Saved entries
◇ ◇ ◇ ◇ ◇
//! Views returned by the community endpoints.

use chrono::{DateTime, Utc};
use neighborhood_database::Post;
use serde::Serialize;
use utoipa::ToSchema;

#[derive(Debug, Clone, PartialEq, Serialize, ToSchema)]
pub struct PostAuthor {
    pub id: i64,
    pub name: String,
    pub avatar: Option<String>,
}

#[derive(Debug, Clone, PartialEq, Serialize, ToSchema)]
#[serde(rename_all = "camelCase")]
pub struct PostView {
    pub id: i64,
    pub title: String,
    pub content: String,
    pub created: DateTime<Utc>,
    pub created_ago: String,
    pub user: PostAuthor,
    pub answers: Vec<AnswerView>,
    #[serde(rename = "_count")]
    pub count: PostCount,
}

#[derive(Debug, Clone, PartialEq, Serialize, ToSchema)]
#[serde(rename_all = "camelCase")]
pub struct AnswerView {
    pub id: i64,
    pub answer: String,
    pub updated: DateTime<Utc>,
    pub updated_ago: String,
    pub user: PostAuthor,
}

#[derive(Debug, Clone, Copy, PartialEq, Eq, Serialize, ToSchema)]
pub struct PostCount {
    pub answers: i64,
    pub recommendations: i64,
}

/// A post as seen by one reader.
#[derive(Debug, Clone, PartialEq, Serialize, ToSchema)]
#[serde(rename_all = "camelCase")]
pub struct PostDetailView {
    pub post: PostView,
    pub is_recommend: bool,
}

/// The stored columns of a post, returned after writes.
#[derive(Debug, Clone, PartialEq, Serialize, ToSchema)]
#[serde(rename_all = "camelCase")]
pub struct PostSummary {
    pub id: i64,
    pub user_id: i64,
    pub title: String,
    pub content: String,
    pub created: DateTime<Utc>,
    pub updated: DateTime<Utc>,
}

impl From<Post> for PostSummary {
    fn from(post: Post) -> Self {
        Self {
            id: post.id,
            user_id: post.user_id,
            title: post.title,
            content: post.content,
            created: post.created_at,
            updated: post.updated_at,
        }
    }
}

#[derive(Debug, Clone, Copy, PartialEq, Eq, Serialize, ToSchema)]
#[serde(rename_all = "camelCase")]
pub struct RecommendationView {
    pub is_recommend: bool,
    pub recommendations: i64,
}
//! User entity definitions

use chrono::{DateTime, Utc};
use serde::{Deserialize, Serialize};
use sqlx::FromRow;

#[derive(Debug, Clone, PartialEq, Serialize, Deserialize, FromRow)]
pub struct User {
    pub id: i64,
    pub name: String,
    pub email: Option<String>,
    pub phone: Option<String>,
    pub avatar: Option<String>,
    pub created_at: DateTime<Utc>,
    pub updated_at: DateTime<Utc>,
}

/// Columns to overwrite on a profile edit. `None` leaves a column as it is.
#[derive(Debug, Clone, Default, PartialEq)]
pub struct ProfileChanges {
    pub name: Option<String>,
    pub email: Option<String>,
    pub phone: Option<String>,
    pub avatar: Option<String>,
}

impl ProfileChanges {
    pub fn is_empty(&self) -> bool {
        self.name.is_none() && self.email.is_none() && self.phone.is_none() && self.avatar.is_none()
    }
}
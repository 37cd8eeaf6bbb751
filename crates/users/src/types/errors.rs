//! Error types for profile and review operations.

use neighborhood_common::FieldError;
use neighborhood_database::DatabaseError;
use thiserror::Error;

#[derive(Debug, Error)]
pub enum UserError {
    #[error("사용자가 존재하지 않습니다.")]
    UserNotFound,

    #[error("{0}")]
    InvalidField(#[from] FieldError),

    #[error("이미 사용중인 이메일입니다.")]
    EmailTaken,

    #[error("이미 사용중인 전화번호입니다.")]
    PhoneTaken,

    #[error("자기 자신에게는 후기를 남길 수 없습니다.")]
    SelfReview,

    #[error("Database error: {0}")]
    Database(#[from] DatabaseError),
}

pub type UserResult<T> = Result<T, UserError>;
//! Public profiles and the reviews behind their manner degree.

use neighborhood_common::{get_manner_degree, review_boxes, FieldError, TimeFormatter};
use neighborhood_config::MannerConfig;
use neighborhood_database::{
    CreateReviewRequest as NewReview, ReviewLine, ReviewRepository, UserRepository,
};
use sqlx::SqlitePool;
use tracing::info;

use crate::types::{
    CreateReviewRequest, ProfileView, ReviewAuthor, ReviewView, UserError, UserResult,
};

const SCORE_RANGE: std::ops::RangeInclusive<i64> = 1..=5;
const INVALID_SCORE: &str = "*평점은 1점에서 5점 사이로 선택해주세요.";
const INVALID_BOX: &str = "*후기 항목이 올바르지 않습니다.";

#[derive(Clone)]
pub struct ReviewService {
    users: UserRepository,
    reviews: ReviewRepository,
    formatter: TimeFormatter,
    initial_degree: f64,
}

impl ReviewService {
    pub fn new(pool: SqlitePool, formatter: TimeFormatter, manner: &MannerConfig) -> Self {
        Self {
            users: UserRepository::new(pool.clone()),
            reviews: ReviewRepository::new(pool),
            formatter,
            initial_degree: manner.initial_degree,
        }
    }

    pub async fn profile(&self, user_id: i64) -> UserResult<ProfileView> {
        let user = self
            .users
            .find_by_id(user_id)
            .await?
            .ok_or(UserError::UserNotFound)?;

        let lines = self.reviews.received_by(user_id).await?;
        let scores: Vec<i64> = lines.iter().map(|line| line.score).collect();

        Ok(ProfileView {
            id: user.id,
            name: user.name,
            avatar: user.avatar,
            manner_degree: get_manner_degree(self.initial_degree, &scores),
            reviews: lines.into_iter().map(|line| self.review_view(line)).collect(),
        })
    }

    /// Leaves a review from `author_id` on the profile of `target_id`.
    pub async fn create_review(
        &self,
        author_id: i64,
        target_id: i64,
        request: CreateReviewRequest,
    ) -> UserResult<ReviewView> {
        if author_id == target_id {
            return Err(UserError::SelfReview);
        }
        if !SCORE_RANGE.contains(&request.score) {
            return Err(FieldError::new("score", INVALID_SCORE).into());
        }

        let boxes: Vec<String> = request
            .boxes
            .iter()
            .map(|b| b.trim().to_string())
            .collect();
        // Boxes are stored as quoted phrases and must survive the round trip unescaped.
        if boxes.iter().any(|b| b.is_empty() || b.contains(['"', '\\'])) {
            return Err(FieldError::new("boxes", INVALID_BOX).into());
        }

        let author = self
            .users
            .find_by_id(author_id)
            .await?
            .ok_or(UserError::UserNotFound)?;
        if self.users.find_by_id(target_id).await?.is_none() {
            return Err(UserError::UserNotFound);
        }

        let review = self
            .reviews
            .create(&NewReview {
                created_by_id: author_id,
                created_for_id: target_id,
                score: request.score,
                review: encode_boxes(&boxes),
            })
            .await?;
        info!(review_id = review.id, author_id, target_id, "review left");

        Ok(self.review_view(ReviewLine {
            id: review.id,
            score: review.score,
            review: review.review,
            created_at: review.created_at,
            created_by_id: author.id,
            created_by_name: author.name,
            created_by_avatar: author.avatar,
        }))
    }

    fn review_view(&self, line: ReviewLine) -> ReviewView {
        ReviewView {
            id: line.id,
            score: line.score,
            boxes: review_boxes(&line.review),
            created: line.created_at,
            created_ago: self.formatter.time_interval_from_now(line.created_at),
            created_by: ReviewAuthor {
                id: line.created_by_id,
                name: line.created_by_name,
                avatar: line.created_by_avatar,
            },
        }
    }
}

/// Stores boxes the way the web client writes them, `["a","b"]`.
fn encode_boxes(boxes: &[String]) -> String {
    serde_json::to_string(boxes).unwrap_or_else(|_| "[]".to_string())
}

#[cfg(test)]
mod tests {
    use super::*;

    #[test]
    fn encoded_boxes_parse_back() {
        let boxes = vec!["친절하고 매너가 좋아요".to_string(), "응답이 빨라요".to_string()];
        let encoded = encode_boxes(&boxes);
        assert_eq!(encoded, r#"["친절하고 매너가 좋아요","응답이 빨라요"]"#);
        assert_eq!(review_boxes(&encoded), boxes);
    }

    #[test]
    fn no_boxes_encode_as_empty_list() {
        assert_eq!(encode_boxes(&[]), "[]");
        assert!(review_boxes("[]").is_empty());
    }
}
use neighborhood_common::FieldError;
use neighborhood_database::DatabaseError;
use thiserror::Error;

#[derive(Debug, Error)]
pub enum StreamError {
    #[error("스트림이 존재하지 않습니다.")]
    StreamNotFound,

    #[error("{0}")]
    InvalidField(#[from] FieldError),

    #[error("Database error: {0}")]
    Database(#[from] DatabaseError),
}

pub type StreamResult<T> = Result<T, StreamError>;
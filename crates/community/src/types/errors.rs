//! Error types for community board operations.

use neighborhood_common::FieldError;
use neighborhood_database::DatabaseError;
use thiserror::Error;

#[derive(Debug, Error)]
pub enum PostError {
    #[error("포스트가 존재하지 않습니다.")]
    PostNotFound,

    /// The post is missing or written by someone else.
    #[error("포스트를 수정할 수 없습니다.")]
    CannotEdit,

    /// The post is missing or written by someone else.
    #[error("포스트를 삭제할 수 없습니다.")]
    CannotDelete,

    #[error("{0}")]
    InvalidField(#[from] FieldError),

    #[error("Database error: {0}")]
    Database(#[from] DatabaseError),
}

pub type PostResult<T> = Result<T, PostError>;
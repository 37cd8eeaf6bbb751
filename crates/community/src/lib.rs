//! # Neighborhood Community Crate
//!
//! The neighborhood board: questions and stories posted by users, the
//! answers left under them, and recommendations. Only the author may edit or
//! delete a post.

pub mod services;
pub mod types;

pub use services::PostService;
pub use types::{
    AnswerView, CreateAnswerRequest, CreatePostRequest, PostAuthor, PostCount, PostDetailView,
    PostError, PostResult, PostSummary, PostView, RecommendationView, UpdatePostRequest,
};
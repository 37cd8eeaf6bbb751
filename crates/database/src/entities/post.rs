//! Community post entity definitions

use chrono::{DateTime, Utc};
use serde::{Deserialize, Serialize};
use sqlx::FromRow;

#[derive(Debug, Clone, PartialEq, Serialize, Deserialize, FromRow)]
pub struct Post {
    pub id: i64,
    pub user_id: i64,
    pub title: String,
    pub content: String,
    pub created_at: DateTime<Utc>,
    pub updated_at: DateTime<Utc>,
}

#[derive(Debug, Clone, Copy, PartialEq, Eq, FromRow)]
pub struct PostOwner {
    pub id: i64,
    pub user_id: i64,
}

/// A post joined with its author and aggregate counts.
#[derive(Debug, Clone, PartialEq, FromRow)]
pub struct PostDetail {
    pub id: i64,
    pub title: String,
    pub content: String,
    pub created_at: DateTime<Utc>,
    pub updated_at: DateTime<Utc>,
    pub user_id: i64,
    pub user_name: String,
    pub user_avatar: Option<String>,
    pub answer_count: i64,
    pub recommendation_count: i64,
}

#[derive(Debug, Clone, PartialEq, Serialize, Deserialize, FromRow)]
pub struct Answer {
    pub id: i64,
    pub user_id: i64,
    pub post_id: i64,
    pub answer: String,
    pub created_at: DateTime<Utc>,
    pub updated_at: DateTime<Utc>,
}

/// An answer joined with its author.
#[derive(Debug, Clone, PartialEq, FromRow)]
pub struct AnswerLine {
    pub id: i64,
    pub answer: String,
    pub updated_at: DateTime<Utc>,
    pub user_id: i64,
    pub user_name: String,
    pub user_avatar: Option<String>,
}

#[derive(Debug, Clone, Serialize, Deserialize)]
pub struct CreatePostRequest {
    pub title: String,
    pub content: String,
}

#[derive(Debug, Clone, Default, Serialize, Deserialize)]
pub struct UpdatePostRequest {
    pub title: Option<String>,
    pub content: Option<String>,
}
◇ ◇ ◇ ◇ ◇
### Exercise description
If a line in the entries above contains the word "ReviewRepository", copy it.

### Exercise solution
    CreateReviewRequest as NewReview, ReviewLine, ReviewRepository, UserRepository,
    reviews: ReviewRepository,
            reviews: ReviewRepository::new(pool),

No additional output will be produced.